Implicit Delta Learning of High Fidelity Neural Network Potentials
Stephan Thaler, Cristian Gabellini, Nikhil Shenoy, Prudencio Tossou
TL;DR
IDLe introduces an end-to-end multi-task framework that leverages cheaper low-fidelity QM data to implicitly learn high-fidelity neural network potentials, drastically reducing HF data requirements while preserving accuracy and inference costs. By sharing a latent representation across fidelity-specific heads, IDLe decodes $E^{HF}$ from $E^{LF}$ labels, enabling robust IID generalization and improved chemical coverage. Across multiple QM datasets and distribution shifts, IDLe achieves chemical accuracy with orders of magnitude fewer HF labels, and demonstrates substantial computational savings (up to ~25x HF data and CPU-time reductions) in both IID and out-of-distribution settings.

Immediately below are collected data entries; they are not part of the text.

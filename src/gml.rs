//! GML export
//!
//! Writes every node and edge together with all of its attributes. Integers are
//! written bare, strings quoted; quotes, ampersands and anything outside
//! printable ASCII are written as `&#NNN;` character references.

use crate::attrs::{AttrValue, Attributes};
use crate::error::Result;
use crate::graph::AssemblyGraph;
use lazy_static::lazy_static;
use log::warn;
use regex::Regex;
use std::fs::File;
use std::io::{BufWriter, Write};
use std::path::Path;

fn valid_key(key: &str) -> bool {
    lazy_static! {
        static ref RE_KEY: Regex = Regex::new(r"^[A-Za-z][0-9A-Za-z_]*$").unwrap();
    }
    RE_KEY.is_match(key)
}

/// Quote and escape a GML string value
pub fn escape(value: &str) -> String {
    let mut out = String::with_capacity(value.len() + 2);
    out.push('"');
    for c in value.chars() {
        if c == '"' || c == '&' || !(' '..='~').contains(&c) {
            out.push_str(&format!("&#{};", c as u32));
        } else {
            out.push(c);
        }
    }
    out.push('"');
    out
}

fn write_attrs<W: Write>(out: &mut W, attrs: &Attributes, reserved: &[&str]) -> Result<()> {
    for (key, value) in attrs {
        if !valid_key(key) || reserved.contains(&key.as_str()) {
            warn!("skipping attribute {:?}: not usable as a GML key", key);
            continue;
        }
        match value {
            AttrValue::Int(v) => writeln!(out, "    {} {}", key, v)?,
            AttrValue::Str(s) => writeln!(out, "    {} {}", key, escape(s))?,
        }
    }
    Ok(())
}

/// Write `graph` as GML
pub fn write_gml<W: Write>(graph: &AssemblyGraph, mut out: W) -> Result<()> {
    writeln!(out, "graph [")?;
    writeln!(out, "  directed 1")?;

    for (id, node) in graph.nodes().enumerate() {
        writeln!(out, "  node [")?;
        writeln!(out, "    id {}", id)?;
        writeln!(out, "    label {}", escape(&node.name))?;
        write_attrs(&mut out, &node.attrs, &["id", "label"])?;
        writeln!(out, "  ]")?;
    }

    for (edge, (source, target)) in graph.edges().zip(graph.edge_endpoints()) {
        writeln!(out, "  edge [")?;
        writeln!(out, "    source {}", source)?;
        writeln!(out, "    target {}", target)?;
        write_attrs(&mut out, edge.attrs, &["source", "target"])?;
        writeln!(out, "  ]")?;
    }

    writeln!(out, "]")?;
    out.flush()?;
    Ok(())
}

/// Write `graph` as GML to `path`
pub fn save_gml<P: AsRef<Path>>(graph: &AssemblyGraph, path: P) -> Result<()> {
    let file = File::create(path)?;
    write_gml(graph, BufWriter::new(file))
}
//! In-memory assembly graph
//!
//! A directed graph whose vertices are segment endpoints (`<name>_start`,
//! `<name>_end`) and whose edges are either intra-segment or GFA links.
//! Vertices are addressed by name; the graph keeps its own name index.

use crate::attrs::Attributes;
use petgraph::graph::{DiGraph, EdgeIndex, NodeIndex};
use petgraph::visit::EdgeRef;
use serde::Serialize;
use std::collections::HashMap;

/// A graph vertex
#[derive(Debug, Clone, Default, PartialEq)]
pub struct Node {
    /// Node name, e.g. `tig00000001_start`
    pub name: String,
    /// Node attributes
    pub attrs: Attributes,
}

/// Borrowed view of an edge and its endpoints
#[derive(Debug, Clone, Copy)]
pub struct EdgeView<'a> {
    pub from: &'a Node,
    pub to: &'a Node,
    pub attrs: &'a Attributes,
}

/// Node and edge counts reported once parsing is done
#[derive(Debug, Clone, Copy, PartialEq, Eq, Serialize)]
pub struct GraphSummary {
    pub nodes: usize,
    pub edges: usize,
}

impl GraphSummary {
    /// Export the counts as JSON
    pub fn to_json(&self) -> Result<String, serde_json::Error> {
        serde_json::to_string_pretty(self)
    }
}

impl std::fmt::Display for GraphSummary {
    fn fmt(&self, f: &mut std::fmt::Formatter<'_>) -> std::fmt::Result {
        write!(f, "Nodes:{} Edges:{}", self.nodes, self.edges)
    }
}

/// Directed assembly graph
#[derive(Debug, Clone, Default)]
pub struct AssemblyGraph {
    graph: DiGraph<Node, Attributes>,
    index: HashMap<String, NodeIndex>,
}

impl AssemblyGraph {
    /// Create a new empty graph
    pub fn new() -> Self {
        Self::default()
    }

    /// Get the node named `name`, creating an attribute-less one if absent
    pub fn ensure_node(&mut self, name: &str) -> NodeIndex {
        if let Some(&idx) = self.index.get(name) {
            return idx;
        }
        let idx = self.graph.add_node(Node {
            name: name.to_string(),
            attrs: Attributes::new(),
        });
        self.index.insert(name.to_string(), idx);
        idx
    }

    /// Add the edge `from -> to`.
    ///
    /// Missing endpoints are created without attributes. If the ordered pair
    /// already has an edge, its attributes are replaced instead of adding a
    /// parallel edge.
    pub fn add_edge(&mut self, from: &str, to: &str, attrs: Attributes) -> EdgeIndex {
        let a = self.ensure_node(from);
        let b = self.ensure_node(to);
        self.graph.update_edge(a, b, attrs)
    }

    pub fn node(&self, name: &str) -> Option<&Node> {
        self.index.get(name).map(|&idx| &self.graph[idx])
    }

    pub fn node_mut(&mut self, name: &str) -> Option<&mut Node> {
        let idx = *self.index.get(name)?;
        Some(&mut self.graph[idx])
    }

    /// Attributes of the edge `from -> to`, if present
    pub fn edge(&self, from: &str, to: &str) -> Option<&Attributes> {
        let a = *self.index.get(from)?;
        let b = *self.index.get(to)?;
        self.graph.find_edge(a, b).map(|e| &self.graph[e])
    }

    pub fn contains_edge(&self, from: &str, to: &str) -> bool {
        self.edge(from, to).is_some()
    }

    pub fn node_count(&self) -> usize {
        self.graph.node_count()
    }

    pub fn edge_count(&self) -> usize {
        self.graph.edge_count()
    }

    pub fn summary(&self) -> GraphSummary {
        GraphSummary {
            nodes: self.node_count(),
            edges: self.edge_count(),
        }
    }

    /// Nodes in insertion order
    pub fn nodes(&self) -> impl Iterator<Item = &Node> + '_ {
        self.graph.node_indices().map(move |idx| &self.graph[idx])
    }

    /// Edges in insertion order
    pub fn edges(&self) -> impl Iterator<Item = EdgeView<'_>> + '_ {
        self.graph.edge_references().map(move |e| EdgeView {
            from: &self.graph[e.source()],
            to: &self.graph[e.target()],
            attrs: e.weight(),
        })
    }

    /// Position of a node in insertion order, used as a dense id by
    /// layout and export
    pub fn position(&self, name: &str) -> Option<usize> {
        self.index.get(name).map(|idx| idx.index())
    }

    /// Edges as pairs of dense node ids
    pub fn edge_endpoints(&self) -> impl Iterator<Item = (usize, usize)> + '_ {
        self.graph
            .edge_references()
            .map(|e| (e.source().index(), e.target().index()))
    }
}

#[cfg(test)]
mod tests {
    use super::*;
    use crate::attrs::AttrValue;

    fn attrs(weight: i64) -> Attributes {
        let mut a = Attributes::new();
        a.insert("weight".to_string(), AttrValue::Int(weight));
        a
    }

    #[test]
    fn test_ensure_node_idempotent() {
        let mut graph = AssemblyGraph::new();
        let a = graph.ensure_node("a_start");
        let b = graph.ensure_node("a_start");
        assert_eq!(a, b);
        assert_eq!(graph.node_count(), 1);
    }

    #[test]
    fn test_add_edge_creates_endpoints() {
        let mut graph = AssemblyGraph::new();
        graph.add_edge("x_end", "y_start", attrs(2));

        assert_eq!(graph.node_count(), 2);
        assert_eq!(graph.edge_count(), 1);
        assert!(graph.node("x_end").unwrap().attrs.is_empty());
        assert!(graph.contains_edge("x_end", "y_start"));
        assert!(!graph.contains_edge("y_start", "x_end"));
    }

    #[test]
    fn test_add_edge_last_write_wins() {
        let mut graph = AssemblyGraph::new();
        graph.add_edge("a", "b", attrs(2));
        graph.add_edge("a", "b", attrs(7));

        assert_eq!(graph.edge_count(), 1);
        assert_eq!(graph.edge("a", "b").unwrap()["weight"], AttrValue::Int(7));
    }

    #[test]
    fn test_iteration_order() {
        let mut graph = AssemblyGraph::new();
        graph.ensure_node("n1");
        graph.ensure_node("n2");
        graph.add_edge("n2", "n1", attrs(1));

        let names: Vec<&str> = graph.nodes().map(|n| n.name.as_str()).collect();
        assert_eq!(names, vec!["n1", "n2"]);
        assert_eq!(graph.position("n2"), Some(1));
        assert_eq!(graph.edge_endpoints().collect::<Vec<_>>(), vec![(1, 0)]);

        let edge = graph.edges().next().unwrap();
        assert_eq!(edge.from.name, "n2");
        assert_eq!(edge.to.name, "n1");
    }

    #[test]
    fn test_summary() {
        let mut graph = AssemblyGraph::new();
        graph.add_edge("a", "b", attrs(1));
        let summary = graph.summary();
        assert_eq!(summary.to_string(), "Nodes:2 Edges:1");
        assert!(summary.to_json().unwrap().contains("\"edges\": 1"));
    }
}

The work also contributes a large LF-label dataset (~11 million points) to support future multi-fidelity NNP research, with broader implications for efficient MD simulations in materials science and drug discovery.
Abstract
Neural network potentials (NNPs) offer a fast and accurate alternative to ab-initio methods for molecular dynamics (MD) simulations but are hindered by the high cost of training data from high-fidelity Quantum Mechanics (QM) methods. Our work introduces the Implicit Delta Learning (IDLe) method, which reduces the need for high-fidelity QM data by leveraging cheaper semi-empirical QM computations without compromising NNP accuracy or inference cost. IDLe employs an end-to-end multi-task architecture with fidelity-specific heads that decode energies based on a shared latent representation of the input atomistic system. In various settings, IDLe achieves the same accuracy as single high-fidelity baselines while using up to 50x less high-fidelity data. This result could significantly reduce data generation cost and consequently enhance accuracy and generalization, and expand chemical coverage for NNPs, advancing MD simulations for material science and drug discovery. Additionally, we provide a novel set of 11 million semi-empirical QM calculations to support future multi-fidelity NNP modeling.